Collected data:
·····
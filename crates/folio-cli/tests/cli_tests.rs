//! Integration tests for all CLI commands
//!
//! Each test runs in its own temporary directory with `HOME` pointed at it,
//! so no user configuration leaks in.

use assert_cmd::Command;
use predicates::prelude::*;
use std::fs;
use std::path::Path;
use tempfile::TempDir;

const NOTEBOOK: &str = r##"{
  "metadata": {"kernelspec": {"name": "python3", "language": "python"}},
  "nbformat": 4,
  "cells": [
    {"cell_type": "markdown", "source": ["# Survival rates\n", "![chart](images/survival.png)"]},
    {"cell_type": "code", "execution_count": 1, "source": ["df.head()"],
     "outputs": [{"output_type": "execute_result", "execution_count": 1,
                  "data": {"text/plain": ["   age  fare"]}, "metadata": {}}]}
  ]
}"##;

/// Helper to create a CLI command isolated in `dir`
fn cli(dir: &Path) -> Command {
    let mut cmd = Command::new(env!("CARGO_BIN_EXE_folio"));
    cmd.current_dir(dir).env("HOME", dir).env_remove("RUST_LOG");
    cmd
}

fn workspace_with_notebook() -> TempDir {
    let dir = TempDir::new().unwrap();
    fs::create_dir(dir.path().join("notebooks")).unwrap();
    fs::write(dir.path().join("notebooks/survival.ipynb"), NOTEBOOK).unwrap();
    dir
}

// ============ RENDER COMMAND TESTS ============

#[test]
fn test_render_help() {
    let dir = TempDir::new().unwrap();
    cli(dir.path())
        .args(["render", "--help"])
        .assert()
        .success()
        .stdout(predicate::str::contains("Render a published notebook by slug"));
}

#[test]
fn test_render_unknown_slug_exits_not_found() {
    let dir = TempDir::new().unwrap();
    cli(dir.path())
        .args(["render", "no-such-notebook"])
        .assert()
        .code(3)
        .stdout(predicate::str::contains("No notebook is published under"))
        .stderr(predicate::str::contains("No notebook named 'no-such-notebook'"));
}

#[test]
fn test_render_configured_slug() {
    let dir = workspace_with_notebook();
    let root = dir.path().display().to_string();
    fs::write(
        dir.path().join(".folio.toml"),
        format!(
            "[render]\nhighlight = false\n\n[fetch]\ndocument_root = \"{root}\"\n\n\
             [notebooks.survival]\ntitle = \"Survival Study\"\nurl = \"notebooks/survival.ipynb\"\n"
        ),
    )
    .unwrap();
    let output = dir.path().join("survival.html");

    cli(dir.path())
        .args(["render", "survival", "-o"])
        .arg(&output)
        .assert()
        .success()
        .stderr(predicate::str::contains("Rendered 2 blocks"));

    let html = fs::read_to_string(&output).unwrap();
    assert!(html.contains("<title>Survival Study</title>"));
    assert!(html.contains("src=\"/notebooks/images/survival.png\""));
    assert!(html.contains("In [1]:"));
    assert!(html.contains("Out [1]:"));
}

#[test]
fn test_render_load_failure_writes_error_page() {
    let dir = TempDir::new().unwrap();
    let root = dir.path().display().to_string();
    fs::write(
        dir.path().join(".folio.toml"),
        format!("[fetch]\ndocument_root = \"{root}\"\n"),
    )
    .unwrap();

    cli(dir.path())
        .args(["render", "titanic-survival"])
        .assert()
        .code(5)
        .stdout(predicate::str::contains("role=\"alert\""))
        .stdout(predicate::str::contains("Titanic Survival Analysis"))
        .stderr(predicate::str::contains("Failed to load notebook"));
}

// ============ CONVERT COMMAND TESTS ============

#[test]
fn test_convert_local_file_to_stdout() {
    let dir = workspace_with_notebook();
    cli(dir.path())
        .args([
            "convert",
            "notebooks/survival.ipynb",
            "--no-highlight",
            "--asset-prefix",
            "/static/img/",
        ])
        .assert()
        .success()
        .stdout(predicate::str::starts_with("<!DOCTYPE html>"))
        .stdout(predicate::str::contains("<title>survival</title>"))
        .stdout(predicate::str::contains("src=\"/static/img/survival.png\""))
        .stdout(predicate::str::contains("df.head()"));
}

#[test]
fn test_convert_with_title() {
    let dir = workspace_with_notebook();
    cli(dir.path())
        .args(["convert", "notebooks/survival.ipynb", "--title", "Passengers"])
        .assert()
        .success()
        .stdout(predicate::str::contains("<h1 class=\"nb-title\">Passengers</h1>"));
}

#[test]
fn test_convert_invalid_json_exits_load_error() {
    let dir = TempDir::new().unwrap();
    fs::write(dir.path().join("broken.ipynb"), "{ not json").unwrap();
    cli(dir.path())
        .args(["convert", "broken.ipynb"])
        .assert()
        .code(5)
        .stdout(predicate::str::contains("could not be loaded"));
}

#[test]
fn test_convert_refuses_to_overwrite() {
    let dir = workspace_with_notebook();
    let output = dir.path().join("out.html");
    fs::write(&output, "existing").unwrap();

    cli(dir.path())
        .args(["convert", "notebooks/survival.ipynb", "-o"])
        .arg(&output)
        .assert()
        .code(1)
        .stderr(predicate::str::contains("already exists"));
    assert_eq!(fs::read_to_string(&output).unwrap(), "existing");

    cli(dir.path())
        .args(["-q", "convert", "notebooks/survival.ipynb", "--force", "-o"])
        .arg(&output)
        .assert()
        .success()
        .stderr(predicate::str::is_empty());
    assert!(fs::read_to_string(&output).unwrap().contains("Survival rates"));
}

// ============ LIST COMMAND TESTS ============

#[test]
fn test_list_shows_builtin_and_configured_notebooks() {
    let dir = TempDir::new().unwrap();
    fs::write(
        dir.path().join(".folio.toml"),
        "[notebooks.churn]\ntitle = \"Customer Churn\"\nurl = \"notebooks/churn.ipynb\"\n",
    )
    .unwrap();

    cli(dir.path())
        .arg("list")
        .assert()
        .success()
        .stdout(predicate::str::contains("titanic-survival"))
        .stdout(predicate::str::contains("Customer Churn"))
        .stdout(predicate::str::contains(
            "https://folio-rs.github.io/notebooks/churn.ipynb",
        ));
}

// ============ CONFIG COMMAND TESTS ============

#[test]
fn test_config_init_creates_file_once() {
    let dir = TempDir::new().unwrap();
    cli(dir.path())
        .args(["config", "init"])
        .assert()
        .success()
        .stdout(predicate::str::contains("Created configuration file"));
    let content = fs::read_to_string(dir.path().join(".folio.toml")).unwrap();
    assert!(content.contains("[render]"));

    cli(dir.path())
        .args(["config", "init"])
        .assert()
        .code(1)
        .stderr(predicate::str::contains("--force"));

    cli(dir.path())
        .args(["config", "init", "--force"])
        .assert()
        .success();
}

#[test]
fn test_config_show_project_overrides_user() {
    let home = TempDir::new().unwrap();
    let project = TempDir::new().unwrap();
    fs::write(
        home.path().join(".folio.toml"),
        "[render]\ntheme = \"base16-ocean.dark\"\nasset_prefix = \"/user\"\n",
    )
    .unwrap();
    fs::write(
        project.path().join(".folio.toml"),
        "[render]\nasset_prefix = \"/project\"\n",
    )
    .unwrap();

    cli(project.path())
        .env("HOME", home.path())
        .args(["config", "show"])
        .assert()
        .success()
        .stdout(predicate::str::contains("asset_prefix = \"/project\""))
        .stdout(predicate::str::contains("theme = \"base16-ocean.dark\""))
        .stdout(predicate::str::contains("/user").not());
}

#[test]
fn test_config_path() {
    let dir = TempDir::new().unwrap();
    cli(dir.path())
        .args(["config", "path"])
        .assert()
        .success()
        .stdout(predicate::str::contains(".folio.toml"))
        .stdout(predicate::str::contains("not found"));
}

// ============ COMPLETIONS TESTS ============

#[test]
fn test_completions_bash() {
    let dir = TempDir::new().unwrap();
    cli(dir.path())
        .args(["completions", "bash"])
        .assert()
        .success()
        .stdout(predicate::str::contains("folio"));
}
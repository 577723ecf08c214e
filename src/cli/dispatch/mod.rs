//! Map parsed CLI arguments to an [`Action`].

use crate::cli::actions::{Action, issue, verify};
use crate::cli::commands::{ARG_ROLE, ARG_TOKEN, ARG_TYPE, ARG_USER_ID, CMD_ISSUE, CMD_VERIFY, tokens};
use crate::token::{Role, TokenType};
use anyhow::{Context, Result, anyhow};

/// # Errors
/// Returns an error if the subcommand is unknown or a required argument is missing.
pub fn handler(matches: &clap::ArgMatches) -> Result<Action> {
    let (name, sub) = matches.subcommand().context("missing subcommand")?;
    let config = tokens::Options::parse(sub).into_config();

    match name {
        CMD_ISSUE => {
            let user_id = sub
                .get_one::<String>(ARG_USER_ID)
                .cloned()
                .context("missing required argument: --user-id")?;
            let role = sub
                .get_one::<String>(ARG_ROLE)
                .map_or(Ok(Role::Agent), |role| role.parse::<Role>())
                .map_err(|e| anyhow!(e))?;
            Ok(Action::Issue(issue::Args { user_id, role, config }))
        }
        CMD_VERIFY => {
            let token = sub
                .get_one::<String>(ARG_TOKEN)
                .cloned()
                .context("missing required argument: <token>")?;
            let token_type = sub
                .get_one::<String>(ARG_TYPE)
                .map_or(Ok(TokenType::Access), |typ| typ.parse::<TokenType>())
                .map_err(|e| anyhow!(e))?;
            Ok(Action::Verify(verify::Args {
                token,
                token_type,
                config,
            }))
        }
        other => Err(anyhow!("unknown subcommand: {other}")),
    }
}
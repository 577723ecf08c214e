use super::{
    error::ErrorBody,
    handlers::{health, login, logout, refresh, registry, session},
    types::{LoginRequest, RefreshRequest, RegistryResponse, SessionResponse, TokenResponse, UserSummary},
};
use crate::token::Role;
use utoipa::{
    Modify, OpenApi,
    openapi::{
        Contact, License,
        security::{HttpAuthScheme, HttpBuilder, SecurityScheme},
    },
};

#[derive(OpenApi)]
#[openapi(
    paths(
        health::health,
        login::login,
        refresh::refresh,
        logout::logout,
        session::session,
        registry::registry,
    ),
    components(schemas(
        ErrorBody,
        LoginRequest,
        RefreshRequest,
        TokenResponse,
        UserSummary,
        SessionResponse,
        RegistryResponse,
        Role,
        health::Health,
    )),
    modifiers(&BearerAuth),
    tags(
        (name = "auth", description = "Login, refresh token rotation and logout"),
        (name = "health", description = "Liveness")
    )
)]
struct ApiDoc;

struct BearerAuth;

impl Modify for BearerAuth {
    fn modify(&self, openapi: &mut utoipa::openapi::OpenApi) {
        let components = openapi.components.get_or_insert_with(Default::default);
        components.add_security_scheme(
            "bearer",
            SecurityScheme::Http(
                HttpBuilder::new()
                    .scheme(HttpAuthScheme::Bearer)
                    .bearer_format("JWT")
                    .build(),
            ),
        );
    }
}

/// `OpenAPI` document for the routes served by [`super::router`], with info
/// taken from Cargo metadata.
#[must_use]
pub fn openapi() -> utoipa::openapi::OpenApi {
    let mut doc = ApiDoc::openapi();
    doc.info.title = env!("CARGO_PKG_NAME").to_string();
    doc.info.version = env!("CARGO_PKG_VERSION").to_string();
    doc.info.description = optional_str(env!("CARGO_PKG_DESCRIPTION")).map(str::to_string);
    doc.info.contact = cargo_contact();
    doc.info.license = optional_str(env!("CARGO_PKG_LICENSE")).map(|identifier| {
        let mut license = License::new(identifier);
        license.identifier = Some(identifier.to_string());
        license
    });
    doc
}

fn cargo_contact() -> Option<Contact> {
    // Cargo authors are `;` separated and may include "Name <email>".
    let primary = env!("CARGO_PKG_AUTHORS").split(';').next().map(str::trim)?;
    if primary.is_empty() {
        return None;
    }

    let (name, email) = parse_author(primary);
    if name.is_none() && email.is_none() {
        return None;
    }

    let mut contact = Contact::new();
    contact.name = name.map(str::to_string);
    contact.email = email.map(str::to_string);
    Some(contact)
}

fn parse_author(author: &str) -> (Option<&str>, Option<&str>) {
    let Some((name, rest)) = author.split_once('<') else {
        return (optional_str(author), None);
    };
    let email = rest.split_once('>').map_or(rest, |(email, _)| email);
    (optional_str(name), optional_str(email))
}

fn optional_str(value: &str) -> Option<&str> {
    let trimmed = value.trim();
    if trimmed.is_empty() { None } else { Some(trimmed) }
}

#[cfg(test)]
mod tests {
    use super::*;

    #[test]
    fn documents_every_route() {
        let doc = openapi();
        for path in [
            "/health",
            "/v1/auth/login",
            "/v1/auth/refresh",
            "/v1/auth/logout",
            "/v1/auth/session",
            "/v1/auth/registry",
        ] {
            assert!(doc.paths.paths.contains_key(path), "missing {path}");
        }
        assert_eq!(doc.info.title, env!("CARGO_PKG_NAME"));
    }

    #[test]
    fn parse_author_splits_name_and_email() {
        assert_eq!(
            parse_author("Team CBSP <team@cbsp.dev>"),
            (Some("Team CBSP"), Some("team@cbsp.dev"))
        );
        assert_eq!(parse_author("Solo"), (Some("Solo"), None));
        assert_eq!(parse_author("<a@b.c>"), (None, Some("a@b.c")));
    }
}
·····
What is being asked: Search the data above for lines holding "fetch" and copy each of them.

Your solution:
            "[render]\nhighlight = false\n\n[fetch]\ndocument_root = \"{root}\"\n\n\
        format!("[fetch]\ndocument_root = \"{root}\"\n"),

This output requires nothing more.